Implementation Steps

Step 1: Set Up HNSW Benchmarking

import time
import numpy as np
from typing import Tuple, Dict, List

class HNSWBenchmark:
    """Benchmark HNSW implementations on standard datasets."""

    def __init__(self, dataset_name: str, dataset: np.ndarray, queries: np.ndarray):
        self.dataset_name = dataset_name
        self.data = dataset  # (n, d)
        self.queries = queries  # (m, d)
        self.ground_truth = self._compute_ground_truth()

    def _compute_ground_truth(self):
        """Compute exact nearest neighbors via brute force."""
        distances = np.linalg.norm(
            self.queries[:, np.newaxis, :] - self.data[np.newaxis, :, :],
            axis=2
        )
        # Top-k indices for each query
        return np.argsort(distances, axis=1)[:, :100]  # Top 100

    def evaluate_hnsw(self, hnsw_impl) -> Dict[str, float]:
        """
        Evaluate HNSW implementation on recall and QPS.
        """
        # Time queries
        start = time.time()
        results = hnsw_impl.search_batch(self.queries, k=100)
        qps = len(self.queries) / (time.time() - start)

        # Compute recall
        recall_sum = 0
        for i, result_ids in enumerate(results):
            hits = len(set(result_ids) & set(self.ground_truth[i]))
            recall_sum += hits / len(self.ground_truth[i])

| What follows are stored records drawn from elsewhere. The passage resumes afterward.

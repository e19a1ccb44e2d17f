//! Page object for the calculator's single screen

use super::screenshot::{ScreenshotReport, DEFAULT_SCREENSHOT_DIR};
use crate::adb::{AdbController, CommandRunner, InputValue, SystemRunner};
use crate::config::{secs_duration, Field, PageTimingConfig, TIMING_CONFIG};
use crate::error::{HarnessError, Result};
use crate::parser::{Bounds, UiParser};
use lazy_static::lazy_static;
use regex::Regex;
use serde::Serialize;
use std::fs;
use std::path::{Path, PathBuf};
use std::thread;
use tracing::{debug, info};

lazy_static! {
    /// Hint text shown by an empty input field
    static ref PLACEHOLDER: Regex = Regex::new(r"^Enter the (first|second) number").unwrap();
}

/// Bounds and text of one field, read from a single dump
#[derive(Debug, Clone, PartialEq, Eq, Serialize)]
pub struct FieldSnapshot {
    pub field: Field,
    pub bounds: Option<Bounds>,
    pub text: Option<String>,
}

/// UI operations on the calculator app
///
/// Each operation fetches a fresh hierarchy dump where it needs one and
/// blocks until its device commands finish.
pub struct CalculatorPage<R> {
    package_name: String,
    activity_name: String,
    adb: AdbController<R>,
    parser: UiParser,
    timing: PageTimingConfig,
    screenshot_dir: PathBuf,
}

impl CalculatorPage<SystemRunner> {
    /// Page object driving the real `adb` binary
    pub fn connect(package_name: &str, activity_name: &str) -> Result<Self> {
        Ok(Self::new(package_name, activity_name, SystemRunner::new()?))
    }
}

impl<R: CommandRunner> CalculatorPage<R> {
    pub fn new(package_name: &str, activity_name: &str, runner: R) -> Self {
        Self {
            package_name: package_name.to_string(),
            activity_name: activity_name.to_string(),
            adb: AdbController::new(runner),
            parser: UiParser::new(package_name),
            timing: TIMING_CONFIG.page.clone(),
            screenshot_dir: PathBuf::from(DEFAULT_SCREENSHOT_DIR),
        }
    }

    pub fn with_timing(mut self, timing: PageTimingConfig) -> Self {
        self.timing = timing;
        self
    }

    pub fn with_screenshot_dir(mut self, dir: impl Into<PathBuf>) -> Self {
        self.screenshot_dir = dir.into();
        self
    }

    pub fn package_name(&self) -> &str {
        &self.package_name
    }

    pub fn activity_name(&self) -> &str {
        &self.activity_name
    }

    pub fn adb(&self) -> &AdbController<R> {
        &self.adb
    }

    pub fn screenshot_dir(&self) -> &Path {
        &self.screenshot_dir
    }

    /// Start the app and wait for it to finish loading
    pub fn launch(&self) -> Result<()> {
        debug!("Launching app: {}", self.package_name);
        self.adb.launch_app(&self.package_name, &self.activity_name)?;
        settle(self.timing.launch_delay);
        Ok(())
    }

    pub fn close(&self) -> Result<()> {
        debug!("Closing app: {}", self.package_name);
        self.adb.close_app(&self.package_name)
    }

    /// Tap the center of `field`
    pub fn tap(&self, field: Field) -> Result<()> {
        debug!("Tapping button: {}", field);
        let dump = self.adb.ui_dump()?;
        let bounds = self.parser.element_bounds(&dump, field)?;
        debug!("Button bounds: {:?}", bounds);

        let bounds = bounds.ok_or_else(|| {
            HarnessError::ElementNotFound(format!("Button '{}' not found in UI", field))
        })?;
        let (x, y) = bounds.center();

        debug!("Tapping in: x={}, y={}", x, y);
        self.adb.tap(x, y)?;
        settle(self.timing.tap_delay);
        Ok(())
    }

    /// Text currently displayed by `field`
    pub fn read(&self, field: Field) -> Result<String> {
        debug!("Getting display value for '{}'", field);
        let dump = self.adb.ui_dump()?;
        self.parser.element_text(&dump, field)
    }

    /// Text of the result view
    pub fn read_result(&self) -> Result<String> {
        self.read(Field::Result)
    }

    /// Number of characters in `field`; a placeholder prompt counts as empty
    pub fn field_length(&self, field: Field) -> Result<usize> {
        let value = self.read(field)?;
        Ok(input_length(&value))
    }

    /// Focus `field` and delete its characters one at a time
    pub fn clear_field(&self, field: Field) -> Result<()> {
        debug!("Clearing input from '{}' field", field);
        let length = self.field_length(field)?;
        if length == 0 {
            return Ok(());
        }

        self.tap(field)?;
        for _ in 0..length {
            self.adb.delete_char()?;
        }
        Ok(())
    }

    pub fn clear_all_inputs(&self) -> Result<()> {
        debug!("Clearing input fields");
        for field in Field::INPUTS {
            self.clear_field(field)?;
        }
        Ok(())
    }

    /// Focus `field` and type `value` after whatever it already holds
    pub fn set_field(&self, field: Field, value: impl Into<InputValue>) -> Result<()> {
        let value = value.into();
        debug!("Input value '{}' to '{}' field", value, field);
        self.tap(field)?;
        self.adb.input_text(value)
    }

    /// Clear both inputs, enter the given operands, tap `operation` and read the result
    ///
    /// Missing or empty operands leave their field empty.
    pub fn perform_calculation(
        &self,
        operation: Field,
        first: Option<&str>,
        second: Option<&str>,
    ) -> Result<String> {
        self.clear_all_inputs()?;

        for (field, value) in Field::INPUTS.into_iter().zip([first, second]) {
            if let Some(value) = value.filter(|v| !v.is_empty()) {
                self.set_field(field, value)?;
            }
        }
        self.tap(operation)?;

        self.read_result()
    }

    /// Bounds and text of every field from one dump
    pub fn snapshot(&self) -> Result<Vec<FieldSnapshot>> {
        let dump = self.adb.ui_dump()?;
        Field::ALL
            .into_iter()
            .map(|field| {
                let bounds = self.parser.element_bounds(&dump, field)?;
                let text = match self.parser.element_text(&dump, field) {
                    Ok(text) => Some(text),
                    Err(HarnessError::ResultNotFound(_)) => None,
                    Err(e) => return Err(e),
                };
                Ok(FieldSnapshot {
                    field,
                    bounds,
                    text,
                })
            })
            .collect()
    }

    /// Capture the screen, pull it into the screenshot directory and remove the device copy
    ///
    /// When the pull fails the device-side file is left in place.
    pub fn capture_and_retrieve_screenshot(&self, name: &str) -> Result<ScreenshotReport> {
        fs::create_dir_all(&self.screenshot_dir)?;

        debug!("Taking screenshot...");
        self.adb.take_screenshot(name)?;

        debug!("Pulling {}.png from device...", name);
        let local_path = self.adb.pull_screenshot(name, &self.screenshot_dir)?;

        debug!("Removing {}.png from device...", name);
        self.adb.delete_screenshot_from_device(name)?;

        info!(
            "Screenshot '{}.png' saved to: {}",
            name,
            self.screenshot_dir.display()
        );
        Ok(ScreenshotReport::from_path(local_path))
    }
}

/// Character count of an input's text, zero for the placeholder prompt
fn input_length(value: &str) -> usize {
    if PLACEHOLDER.is_match(value) {
        0
    } else {
        value.chars().count()
    }
}

fn settle(secs: f64) {
    let delay = secs_duration(secs);
    if !delay.is_zero() {
        thread::sleep(delay);
    }
}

        recall = recall_sum / len(self.queries)

        return {
            'qps': qps,
            'recall': recall,
            'time_per_query': 1000 / qps  # ms
        }

    def compute_reward(self, results: Dict[str, float], ef_sweep: List[int] = [10, 20, 50, 100, 200]) -> float:
        """
        Compute reward as area under QPS-recall curve.
        Sweep ef parameter to get QPS at different recall targets.
        """
        qps_at_recall = []

        for ef in ef_sweep:
            result = self.evaluate_hnsw(...)  # Would eval with this ef
            if result['recall'] >= 0.85:  # Filter to valid recall range
                qps_at_recall.append(result['qps'])

        # Reward = area under curve (integral approximation)
        if not qps_at_recall:
            return 0.0

        reward = np.trapz(qps_at_recall)
        return reward / 1000  # Normalize

Step 2: Implement Contrastive Reward

def compute_contrastive_reward(impl_a: str, impl_b: str,
                              benchmark: HNSWBenchmark) -> Tuple[float, float]:
    """
    Compare two HNSW implementations.
    Returns rewards for comparing them (preference learning).
    """
    # Build and evaluate both
    hnsw_a = build_hnsw_from_code(impl_a)
    hnsw_b = build_hnsw_from_code(impl_b)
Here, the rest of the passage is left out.